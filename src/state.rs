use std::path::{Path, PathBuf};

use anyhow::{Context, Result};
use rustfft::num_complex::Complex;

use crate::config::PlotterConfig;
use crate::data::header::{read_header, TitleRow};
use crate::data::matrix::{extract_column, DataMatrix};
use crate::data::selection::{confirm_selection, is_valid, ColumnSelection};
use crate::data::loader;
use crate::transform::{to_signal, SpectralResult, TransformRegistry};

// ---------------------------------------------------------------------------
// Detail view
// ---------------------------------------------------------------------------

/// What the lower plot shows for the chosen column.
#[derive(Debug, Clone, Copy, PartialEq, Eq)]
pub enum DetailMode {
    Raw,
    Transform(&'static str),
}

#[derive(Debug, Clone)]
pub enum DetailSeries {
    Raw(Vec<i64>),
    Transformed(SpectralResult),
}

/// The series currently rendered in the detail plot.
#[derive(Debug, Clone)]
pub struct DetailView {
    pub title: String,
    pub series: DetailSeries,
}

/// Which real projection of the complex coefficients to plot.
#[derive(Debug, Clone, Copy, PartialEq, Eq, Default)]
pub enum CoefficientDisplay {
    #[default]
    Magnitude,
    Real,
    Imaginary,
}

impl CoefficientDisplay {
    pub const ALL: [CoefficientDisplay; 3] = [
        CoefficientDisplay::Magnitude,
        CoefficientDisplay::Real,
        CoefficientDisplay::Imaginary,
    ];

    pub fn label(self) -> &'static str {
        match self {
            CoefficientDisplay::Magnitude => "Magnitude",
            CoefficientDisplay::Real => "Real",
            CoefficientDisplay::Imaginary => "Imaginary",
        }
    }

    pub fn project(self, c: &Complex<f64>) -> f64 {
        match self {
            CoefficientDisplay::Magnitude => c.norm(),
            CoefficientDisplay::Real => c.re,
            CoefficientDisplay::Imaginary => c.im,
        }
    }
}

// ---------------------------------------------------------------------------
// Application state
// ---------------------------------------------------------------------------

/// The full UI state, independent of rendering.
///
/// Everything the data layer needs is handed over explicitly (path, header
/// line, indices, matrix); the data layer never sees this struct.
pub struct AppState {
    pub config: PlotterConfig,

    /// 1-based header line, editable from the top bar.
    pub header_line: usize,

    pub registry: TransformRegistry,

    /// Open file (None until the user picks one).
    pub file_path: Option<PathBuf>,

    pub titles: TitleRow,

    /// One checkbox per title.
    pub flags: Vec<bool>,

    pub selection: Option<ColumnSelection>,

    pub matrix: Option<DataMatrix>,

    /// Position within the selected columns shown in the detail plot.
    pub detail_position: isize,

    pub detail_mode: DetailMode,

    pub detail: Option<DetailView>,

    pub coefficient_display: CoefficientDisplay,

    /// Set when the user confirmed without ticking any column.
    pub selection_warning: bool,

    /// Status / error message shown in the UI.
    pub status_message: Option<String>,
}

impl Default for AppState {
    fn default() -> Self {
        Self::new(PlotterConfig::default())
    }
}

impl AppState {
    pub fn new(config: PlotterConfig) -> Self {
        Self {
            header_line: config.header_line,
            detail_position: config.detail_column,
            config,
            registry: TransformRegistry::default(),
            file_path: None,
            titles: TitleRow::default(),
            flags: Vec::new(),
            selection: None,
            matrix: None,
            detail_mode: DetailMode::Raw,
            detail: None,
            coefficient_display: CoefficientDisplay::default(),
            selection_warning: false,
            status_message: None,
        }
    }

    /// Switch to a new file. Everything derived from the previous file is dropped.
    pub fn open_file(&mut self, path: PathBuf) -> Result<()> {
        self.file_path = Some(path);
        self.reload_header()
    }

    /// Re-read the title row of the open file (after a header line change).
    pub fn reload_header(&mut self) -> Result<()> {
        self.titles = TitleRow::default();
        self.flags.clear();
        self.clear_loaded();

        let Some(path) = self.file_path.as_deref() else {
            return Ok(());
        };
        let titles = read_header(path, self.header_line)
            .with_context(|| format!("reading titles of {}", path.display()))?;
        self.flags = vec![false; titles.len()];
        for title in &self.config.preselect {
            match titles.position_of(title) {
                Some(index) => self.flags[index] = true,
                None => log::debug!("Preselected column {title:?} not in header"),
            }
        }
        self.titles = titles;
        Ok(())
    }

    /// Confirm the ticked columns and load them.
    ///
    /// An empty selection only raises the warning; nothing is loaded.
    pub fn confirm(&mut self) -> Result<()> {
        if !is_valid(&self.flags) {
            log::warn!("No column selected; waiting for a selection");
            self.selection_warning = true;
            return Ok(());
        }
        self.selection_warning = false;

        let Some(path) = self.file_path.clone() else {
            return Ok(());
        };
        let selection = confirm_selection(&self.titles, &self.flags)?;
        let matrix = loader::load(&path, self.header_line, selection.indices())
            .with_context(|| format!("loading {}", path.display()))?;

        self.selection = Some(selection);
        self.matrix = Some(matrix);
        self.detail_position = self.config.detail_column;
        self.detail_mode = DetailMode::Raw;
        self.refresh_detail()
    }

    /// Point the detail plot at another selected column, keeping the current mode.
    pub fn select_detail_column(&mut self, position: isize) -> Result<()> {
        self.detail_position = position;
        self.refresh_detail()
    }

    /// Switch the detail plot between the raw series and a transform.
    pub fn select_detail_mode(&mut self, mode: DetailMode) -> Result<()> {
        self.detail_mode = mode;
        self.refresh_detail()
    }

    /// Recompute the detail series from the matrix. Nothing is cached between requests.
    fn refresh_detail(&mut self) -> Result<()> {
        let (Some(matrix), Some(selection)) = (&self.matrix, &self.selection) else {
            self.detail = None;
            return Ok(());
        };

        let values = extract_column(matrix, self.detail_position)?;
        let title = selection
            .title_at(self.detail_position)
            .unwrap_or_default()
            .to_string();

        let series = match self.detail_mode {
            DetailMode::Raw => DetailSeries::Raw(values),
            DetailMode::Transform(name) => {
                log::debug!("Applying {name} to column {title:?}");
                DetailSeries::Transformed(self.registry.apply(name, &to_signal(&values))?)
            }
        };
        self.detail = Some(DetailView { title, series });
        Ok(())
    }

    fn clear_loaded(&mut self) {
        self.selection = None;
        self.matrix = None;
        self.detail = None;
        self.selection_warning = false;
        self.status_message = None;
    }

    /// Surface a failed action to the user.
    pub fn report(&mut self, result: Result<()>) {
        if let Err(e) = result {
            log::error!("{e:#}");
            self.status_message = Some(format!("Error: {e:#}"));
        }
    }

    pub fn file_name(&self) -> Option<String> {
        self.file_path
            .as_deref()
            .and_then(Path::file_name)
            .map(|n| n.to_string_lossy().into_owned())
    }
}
--
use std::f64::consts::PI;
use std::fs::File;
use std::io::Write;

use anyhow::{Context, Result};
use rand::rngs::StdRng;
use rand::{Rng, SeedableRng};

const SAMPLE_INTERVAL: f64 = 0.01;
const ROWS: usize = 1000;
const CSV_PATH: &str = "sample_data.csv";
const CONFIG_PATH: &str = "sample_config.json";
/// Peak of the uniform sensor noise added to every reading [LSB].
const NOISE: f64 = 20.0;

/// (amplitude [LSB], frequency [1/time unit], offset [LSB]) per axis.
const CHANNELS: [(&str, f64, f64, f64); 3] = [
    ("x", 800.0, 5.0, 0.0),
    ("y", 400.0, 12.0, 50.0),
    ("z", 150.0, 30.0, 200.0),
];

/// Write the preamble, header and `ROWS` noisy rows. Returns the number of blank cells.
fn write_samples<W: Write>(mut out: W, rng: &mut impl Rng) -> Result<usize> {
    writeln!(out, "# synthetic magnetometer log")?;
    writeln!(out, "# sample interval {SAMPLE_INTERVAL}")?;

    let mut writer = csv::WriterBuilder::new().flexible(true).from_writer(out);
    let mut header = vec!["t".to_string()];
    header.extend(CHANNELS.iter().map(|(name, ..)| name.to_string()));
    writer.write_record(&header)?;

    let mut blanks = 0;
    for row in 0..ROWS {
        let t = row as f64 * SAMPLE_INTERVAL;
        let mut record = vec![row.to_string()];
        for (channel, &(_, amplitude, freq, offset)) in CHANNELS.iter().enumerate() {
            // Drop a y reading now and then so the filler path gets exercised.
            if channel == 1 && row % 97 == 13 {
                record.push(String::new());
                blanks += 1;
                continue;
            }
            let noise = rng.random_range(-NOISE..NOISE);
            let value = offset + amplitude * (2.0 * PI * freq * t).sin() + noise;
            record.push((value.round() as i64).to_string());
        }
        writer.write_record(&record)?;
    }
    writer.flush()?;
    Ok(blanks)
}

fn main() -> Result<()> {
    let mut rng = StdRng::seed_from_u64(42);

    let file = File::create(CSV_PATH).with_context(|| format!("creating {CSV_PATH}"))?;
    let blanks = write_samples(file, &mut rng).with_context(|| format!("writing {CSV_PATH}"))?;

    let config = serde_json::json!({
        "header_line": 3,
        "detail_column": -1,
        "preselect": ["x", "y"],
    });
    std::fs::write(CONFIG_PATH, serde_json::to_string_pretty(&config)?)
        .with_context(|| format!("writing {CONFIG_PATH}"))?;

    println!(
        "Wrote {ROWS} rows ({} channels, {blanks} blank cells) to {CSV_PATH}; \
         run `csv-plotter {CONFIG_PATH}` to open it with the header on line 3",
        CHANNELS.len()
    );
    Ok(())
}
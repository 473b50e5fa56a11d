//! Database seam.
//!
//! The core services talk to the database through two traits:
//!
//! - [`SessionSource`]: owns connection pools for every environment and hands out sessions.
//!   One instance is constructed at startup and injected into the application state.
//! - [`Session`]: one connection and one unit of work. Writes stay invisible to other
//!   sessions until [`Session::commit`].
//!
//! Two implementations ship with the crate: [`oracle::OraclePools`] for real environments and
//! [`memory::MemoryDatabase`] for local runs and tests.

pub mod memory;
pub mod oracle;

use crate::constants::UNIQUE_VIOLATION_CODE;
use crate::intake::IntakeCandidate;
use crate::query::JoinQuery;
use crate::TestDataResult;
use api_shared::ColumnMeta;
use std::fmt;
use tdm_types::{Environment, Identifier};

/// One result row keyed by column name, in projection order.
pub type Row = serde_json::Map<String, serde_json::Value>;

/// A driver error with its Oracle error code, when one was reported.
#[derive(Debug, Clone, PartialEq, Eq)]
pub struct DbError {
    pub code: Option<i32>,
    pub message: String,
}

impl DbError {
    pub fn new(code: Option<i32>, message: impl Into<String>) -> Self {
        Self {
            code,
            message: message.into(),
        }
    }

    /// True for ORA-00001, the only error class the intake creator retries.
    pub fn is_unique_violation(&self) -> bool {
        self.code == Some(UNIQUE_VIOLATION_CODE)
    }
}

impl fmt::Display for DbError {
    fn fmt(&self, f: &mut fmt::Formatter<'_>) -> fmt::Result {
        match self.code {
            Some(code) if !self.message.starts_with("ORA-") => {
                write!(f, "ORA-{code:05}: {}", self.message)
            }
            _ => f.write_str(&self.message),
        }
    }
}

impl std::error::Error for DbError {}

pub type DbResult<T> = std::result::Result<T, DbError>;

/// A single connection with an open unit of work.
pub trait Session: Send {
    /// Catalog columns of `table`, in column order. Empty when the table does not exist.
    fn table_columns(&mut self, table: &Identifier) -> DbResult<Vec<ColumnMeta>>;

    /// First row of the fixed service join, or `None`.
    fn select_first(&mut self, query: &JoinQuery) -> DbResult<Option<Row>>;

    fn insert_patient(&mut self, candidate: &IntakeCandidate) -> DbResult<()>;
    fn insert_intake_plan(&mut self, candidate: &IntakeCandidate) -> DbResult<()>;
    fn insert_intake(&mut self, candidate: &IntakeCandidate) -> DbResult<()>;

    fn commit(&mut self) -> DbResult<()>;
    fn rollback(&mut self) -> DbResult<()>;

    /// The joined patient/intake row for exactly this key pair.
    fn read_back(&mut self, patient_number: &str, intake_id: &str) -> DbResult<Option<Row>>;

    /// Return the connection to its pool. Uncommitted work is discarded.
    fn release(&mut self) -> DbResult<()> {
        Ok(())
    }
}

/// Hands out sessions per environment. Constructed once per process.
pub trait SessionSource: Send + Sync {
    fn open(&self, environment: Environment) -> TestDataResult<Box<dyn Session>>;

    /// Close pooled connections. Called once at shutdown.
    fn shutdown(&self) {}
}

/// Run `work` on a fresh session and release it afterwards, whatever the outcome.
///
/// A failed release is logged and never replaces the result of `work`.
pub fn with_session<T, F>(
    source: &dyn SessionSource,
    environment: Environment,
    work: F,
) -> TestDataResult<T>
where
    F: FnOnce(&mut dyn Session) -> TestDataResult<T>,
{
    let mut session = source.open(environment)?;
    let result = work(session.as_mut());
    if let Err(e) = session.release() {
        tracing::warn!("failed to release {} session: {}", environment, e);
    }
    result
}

→ EXERCISE PROMPT: From the records above, retype only the lines starting at the line that contains "filename src/state.rs" and ending at the line that contains "the chosen column.", both included.

→ THE COMPLETED TASK:
filename src/state.rs
use std::path::{Path, PathBuf};

use anyhow::{Context, Result};
use rustfft::num_complex::Complex;

use crate::config::PlotterConfig;
use crate::data::header::{read_header, TitleRow};
use crate::data::matrix::{extract_column, DataMatrix};
use crate::data::selection::{confirm_selection, is_valid, ColumnSelection};
use crate::data::loader;
use crate::transform::{to_signal, SpectralResult, TransformRegistry};

// ---------------------------------------------------------------------------
// Detail view
// ---------------------------------------------------------------------------

/// What the lower plot shows for the chosen column.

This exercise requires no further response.